Presentation of the computing cluster at CERMICS



The computing cluster of CERMICS is currently composed of 31 machines. They are named 'clusternXX', where XX is 01 for the master node, and XX between 02 and 40 for the computing nodes (with some gaps related to history or machine failures).

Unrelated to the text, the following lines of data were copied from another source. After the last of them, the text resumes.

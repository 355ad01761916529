//! The single-server queue engine.
//!
//! [`Simulation`] owns the event queue, the clock, the server and the
//! waiting line. Each call to [`Simulation::step`] pops the earliest event,
//! moves the clock to it and runs the matching handler; handlers schedule
//! further events. A run ends when the queue drains, which happens once the
//! arrival cap is reached and the last customer has departed.

use std::collections::VecDeque;

use serde::{Deserialize, Serialize};
use tracing::{debug, info, instrument, trace};

use crate::config::SimulationConfig;
use crate::error::SimError;
use crate::queue::{EventQueue, SequenceCounter};
use crate::randomness::{DrawSite, VariateSource};
use crate::time::SimTime;
use crate::types::{Customer, Event, EventKind, ServerState};

/// Single-server, single-queue simulation driven by an injected
/// [`VariateSource`].
///
/// # Example
///
/// ```
/// # use queuesim_core::{ConstantVariates, Simulation, SimulationConfig};
/// let config = SimulationConfig::new(2.0, 1.0, 5);
/// let mut sim = Simulation::new(config, ConstantVariates).unwrap();
/// sim.run().unwrap();
/// assert_eq!(sim.customers_arrived(), 5);
/// assert_eq!(sim.total_wait_time(), 0.0);
/// ```
#[derive(Debug)]
pub struct Simulation<R> {
    config: SimulationConfig,
    source: R,
    queue: EventQueue,
    clock: SimTime,
    server: ServerState,
    waiting_line: VecDeque<Customer>,
    customers_arrived: u64,
    customers_served: u64,
    arrivals_scheduled: u64,
    events_processed: u64,
    max_queue_len: usize,
    total_wait_time: f64,
    total_service_time: f64,
    has_run: bool,
}

impl<R: VariateSource> Simulation<R> {
    /// Creates a simulation and schedules its first arrival.
    pub fn new(config: SimulationConfig, source: R) -> Result<Self, SimError> {
        Self::with_counter(config, source, SequenceCounter::new())
    }

    /// Like [`Simulation::new`], but event sequence numbers come from a
    /// caller-supplied counter, e.g. one shared by consecutive replications.
    pub fn with_counter(
        config: SimulationConfig,
        source: R,
        counter: SequenceCounter,
    ) -> Result<Self, SimError> {
        config.validate()?;

        let mut sim = Self {
            config,
            source,
            queue: EventQueue::with_counter(counter),
            clock: SimTime::zero(),
            server: ServerState::Idle,
            waiting_line: VecDeque::new(),
            customers_arrived: 0,
            customers_served: 0,
            arrivals_scheduled: 0,
            events_processed: 0,
            max_queue_len: 0,
            total_wait_time: 0.0,
            total_service_time: 0.0,
            has_run: false,
        };
        sim.schedule_arrival()?;
        Ok(sim)
    }

    /// Runs the event loop until no events are left.
    ///
    /// An engine runs exactly once; a second call fails with
    /// [`SimError::AlreadyRun`].
    pub fn run(&mut self) -> Result<(), SimError> {
        self.run_with(|_, _| {})
    }

    /// Runs the event loop, calling `observer` after each processed event.
    #[instrument(skip(self, observer), fields(
        interarrival_mean = self.config.interarrival_mean,
        service_mean = self.config.service_mean,
        customer_cap = self.config.customer_cap,
    ))]
    pub fn run_with<F>(&mut self, mut observer: F) -> Result<(), SimError>
    where
        F: FnMut(&Self, &Event),
    {
        if self.has_run {
            return Err(SimError::AlreadyRun);
        }
        self.has_run = true;

        info!("Starting simulation run");
        while let Some(event) = self.step()? {
            observer(&*self, &event);
        }
        info!(
            final_clock = %self.clock,
            customers_served = self.customers_served,
            total_wait_time = self.total_wait_time,
            total_service_time = self.total_service_time,
            "Simulation run completed"
        );
        Ok(())
    }

    /// Performs one step of the simulation. Returns the processed event, or
    /// `None` once the queue is drained.
    pub fn step(&mut self) -> Result<Option<Event>, SimError> {
        let Some(event) = self.queue.dequeue() else {
            return Ok(None);
        };

        if event.time() < self.clock {
            return Err(SimError::ClockRegression {
                clock: self.clock.as_f64(),
                event_time: event.time().as_f64(),
            });
        }
        self.clock = event.time();
        self.events_processed += 1;
        trace!(clock = %self.clock, %event, "Processing event");

        match event.kind() {
            EventKind::Arrival => self.on_arrival()?,
            EventKind::Departure => self.on_departure()?,
        }
        Ok(Some(event))
    }

    fn on_arrival(&mut self) -> Result<(), SimError> {
        let customer = Customer {
            arrival_time: self.clock,
        };
        self.customers_arrived += 1;

        if self.customers_arrived < self.config.customer_cap {
            self.schedule_arrival()?;
        }

        match self.server {
            ServerState::Idle => self.start_service()?,
            ServerState::Busy => {
                self.waiting_line.push_back(customer);
                self.max_queue_len = self.max_queue_len.max(self.waiting_line.len());
            }
        }

        debug!(
            clock = %self.clock,
            queue_len = self.waiting_line.len(),
            "Arrive"
        );
        Ok(())
    }

    fn on_departure(&mut self) -> Result<(), SimError> {
        self.server = ServerState::Idle;
        self.customers_served += 1;

        if let Some(customer) = self.waiting_line.pop_front() {
            self.total_wait_time += self.clock.duration_since(customer.arrival_time);
            self.start_service()?;
        }

        debug!(
            clock = %self.clock,
            queue_len = self.waiting_line.len(),
            "Depart"
        );
        Ok(())
    }

    fn schedule_arrival(&mut self) -> Result<(), SimError> {
        let delay = self.draw(DrawSite::Interarrival)?;
        let time = self.clock.advance(delay)?;
        self.queue.enqueue(Event::arrival(time));
        self.arrivals_scheduled += 1;
        Ok(())
    }

    /// Puts the server to work on one customer and schedules its departure.
    fn start_service(&mut self) -> Result<(), SimError> {
        let duration = self.draw(DrawSite::Service)?;
        let time = self.clock.advance(duration)?;
        self.server = ServerState::Busy;
        self.queue.enqueue(Event::departure(time));
        self.total_service_time += duration;
        Ok(())
    }

    fn draw(&mut self, site: DrawSite) -> Result<f64, SimError> {
        let mean = match site {
            DrawSite::Interarrival => self.config.interarrival_mean,
            DrawSite::Service => self.config.service_mean,
        };
        let value = self.source.sample(site, mean);
        if !value.is_finite() || value < 0.0 {
            return Err(SimError::InvalidSample { site, mean, value });
        }
        Ok(value)
    }
}

impl<R> Simulation<R> {
    pub fn config(&self) -> &SimulationConfig {
        &self.config
    }

    /// Current simulation time; after a run, the time of the last event.
    pub fn clock(&self) -> SimTime {
        self.clock
    }

    pub fn server_state(&self) -> ServerState {
        self.server
    }

    /// Customers currently waiting, not counting the one in service.
    pub fn queue_len(&self) -> usize {
        self.waiting_line.len()
    }

    /// Longest the waiting line has been so far.
    pub fn max_queue_len(&self) -> usize {
        self.max_queue_len
    }

    pub fn customers_arrived(&self) -> u64 {
        self.customers_arrived
    }

    pub fn customers_served(&self) -> u64 {
        self.customers_served
    }

    /// Arrival events ever put on the event queue, including the first one.
    pub fn arrivals_scheduled(&self) -> u64 {
        self.arrivals_scheduled
    }

    pub fn events_processed(&self) -> u64 {
        self.events_processed
    }

    /// Sum over all served customers of the time spent waiting in line.
    pub fn total_wait_time(&self) -> f64 {
        self.total_wait_time
    }

    /// Total time the server has been (or is committed to be) busy.
    pub fn total_service_time(&self) -> f64 {
        self.total_service_time
    }

    pub fn pending_events(&self) -> usize {
        self.queue.len()
    }

    pub fn pending_departures(&self) -> usize {
        self.queue.pending(EventKind::Departure)
    }

    pub fn next_event_time(&self) -> Option<SimTime> {
        self.queue.peek_time()
    }

    pub fn source(&self) -> &R {
        &self.source
    }

    /// Snapshot of the counters for reporting.
    pub fn summary(&self) -> RunSummary {
        RunSummary {
            config: self.config,
            final_clock: self.clock.as_f64(),
            customers_arrived: self.customers_arrived,
            customers_served: self.customers_served,
            total_wait_time: self.total_wait_time,
            total_service_time: self.total_service_time,
            max_queue_len: self.max_queue_len,
            events_processed: self.events_processed,
        }
    }
}

/// Counters of a finished (or in-progress) run
#[derive(Debug, Clone, PartialEq, Serialize, Deserialize)]
pub struct RunSummary {
    pub config: SimulationConfig,
    pub final_clock: f64,
    pub customers_arrived: u64,
    pub customers_served: u64,
    pub total_wait_time: f64,
    pub total_service_time: f64,
    pub max_queue_len: usize,
    pub events_processed: u64,
}

impl RunSummary {
    /// Mean delay in queue per customer.
    pub fn average_delay(&self) -> f64 {
        self.total_wait_time / self.config.customer_cap as f64
    }

    /// Fraction of elapsed time the server was busy.
    pub fn utilization(&self) -> f64 {
        if self.final_clock > 0.0 {
            self.total_service_time / self.final_clock
        } else {
            0.0
        }
    }
}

To access the clustern, you need to be a registred user with a specific computer account different from you CERMICS account. To ask for an account, you should contact Laurent MONASSE (monassel.AT.cermics.enpc.fr). The creation of the account has to be validated by the head of the CERMICS (currently Jean-Francois DELMAS). The initial password to access the cluster is the same as your password on titan. You can change it by using the command "yppasswd".


Composition of the cluster and performances

Performances (reported computing times in minutes) have been tested by a simple sequential code available here.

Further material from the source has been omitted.